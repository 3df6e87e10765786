//! Frequency table export as delimited text.

use std::io::{self, Write};

use freqdist_stats::frequency::{ClassInterval, FrequencyTable};

pub const FREQUENCY_TABLE_HEADER: [&str; 9] = [
    "Interval",
    "LowerBound",
    "UpperBound",
    "ClassMark",
    "AbsoluteFreq",
    "RelativeFreq",
    "PercentFreq",
    "CumulativeAbsolute",
    "CumulativeRelative",
];

/// Decimal places used for every fractional column.
pub const DECIMALS: usize = 4;

/// Writes `table` with a header row, one line per class.
///
/// Fields are quoted only when needed, so with `,` as the delimiter the
/// interval label is quoted.
///
/// # Examples
///
/// ```
/// use freqdist_report::export::write_frequency_table;
/// use freqdist_stats::frequency::FrequencyTable;
///
/// let table = FrequencyTable::build(&[0.0, 1.0, 2.0, 4.0], Some(2)).unwrap();
/// let mut out = vec![];
/// write_frequency_table(&mut out, &table, ',').unwrap();
/// let text = String::from_utf8(out).unwrap();
/// let mut lines = text.lines().skip(1);
/// assert_eq!(
///     lines.next(),
///     Some(r#""[0.00, 2.00)",0.0000,2.0000,1.0000,2,0.5000,50.0000,2,0.5000"#)
/// );
/// ```
pub fn write_frequency_table<W>(
    writer: W,
    table: &FrequencyTable,
    delimiter: char,
) -> io::Result<()>
where
    W: Write,
{
    let delimiter = u8::try_from(delimiter)
        .ok()
        .filter(u8::is_ascii)
        .ok_or_else(|| {
            io::Error::new(
                io::ErrorKind::InvalidInput,
                format!("delimiter {delimiter:?} is not a single ASCII character"),
            )
        })?;
    let mut writer = csv::WriterBuilder::new()
        .delimiter(delimiter)
        .from_writer(writer);
    writer.write_record(FREQUENCY_TABLE_HEADER)?;
    for class in table {
        writer.write_record(row(class))?;
    }
    writer.flush()
}

fn row(class: &ClassInterval) -> [String; 9] {
    let p = DECIMALS;
    [
        class.label(2),
        format!("{:.p$}", class.lower_bound),
        format!("{:.p$}", class.upper_bound),
        format!("{:.p$}", class.class_mark),
        class.absolute_frequency.to_string(),
        format!("{:.p$}", class.relative_frequency),
        format!("{:.p$}", class.percent_frequency),
        class.cumulative_absolute.to_string(),
        format!("{:.p$}", class.cumulative_relative),
    ]
}

#[cfg(test)]
mod tests {
    use super::*;
    use crate::ingest::DelimitedTable;

    fn export(values: &[f64], classes: Option<usize>, delimiter: char) -> String {
        let table = FrequencyTable::build(values, classes).unwrap();
        let mut out = vec![];
        write_frequency_table(&mut out, &table, delimiter).unwrap();
        String::from_utf8(out).unwrap()
    }

    #[test]
    fn test_header_and_row_count() {
        let values = (1..=10).map(f64::from).collect::<Vec<_>>();
        let text = export(&values, Some(5), ',');
        let lines = text.lines().collect::<Vec<_>>();
        assert_eq!(lines.len(), 6);
        assert_eq!(
            lines[0],
            "Interval,LowerBound,UpperBound,ClassMark,AbsoluteFreq,RelativeFreq,PercentFreq,CumulativeAbsolute,CumulativeRelative"
        );
        assert!(lines[5].starts_with("\"[8.20, 10.00]\","));
        assert!(lines[5].ends_with(",10,1.0000"));
    }

    #[test]
    fn test_degenerate_table() {
        let text = export(&[5.0, 5.0, 5.0], None, ',');
        assert_eq!(
            text.lines().nth(1),
            Some(r#""[5.00, 5.00]",5.0000,5.0000,5.0000,3,1.0000,100.0000,3,1.0000"#)
        );
    }

    #[test]
    fn test_reads_back_as_table() {
        let values = (1..=10).map(f64::from).collect::<Vec<_>>();
        let text = export(&values, Some(5), ',');
        let table = DelimitedTable::parse(text.as_bytes(), ',').unwrap();
        assert_eq!(table.headers(), FREQUENCY_TABLE_HEADER);
        assert_eq!(table.row_count(), 5);
        let counts = table.numeric_column("AbsoluteFreq").unwrap();
        assert!(counts.iter().all(|c| *c == Some(2.0)));
    }

    #[test]
    fn test_non_ascii_delimiter() {
        let table = FrequencyTable::build(&[1.0, 2.0], Some(1)).unwrap();
        let err = write_frequency_table(vec![], &table, '\u{b7}').unwrap_err();
        assert_eq!(err.kind(), io::ErrorKind::InvalidInput);
    }

    #[test]
    fn test_custom_delimiter() {
        let text = export(&[1.0, 2.0], Some(1), ';');
        assert!(text.starts_with("Interval;LowerBound;"));
        assert_eq!(
            text.lines().nth(1),
            Some("[1.00, 2.00];1.0000;2.0000;1.5000;2;1.0000;100.0000;2;1.0000")
        );
    }
}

Work instructions: Among the lines of the data, some may contain the string "text"; report how many, and nothing more.

Output below: 12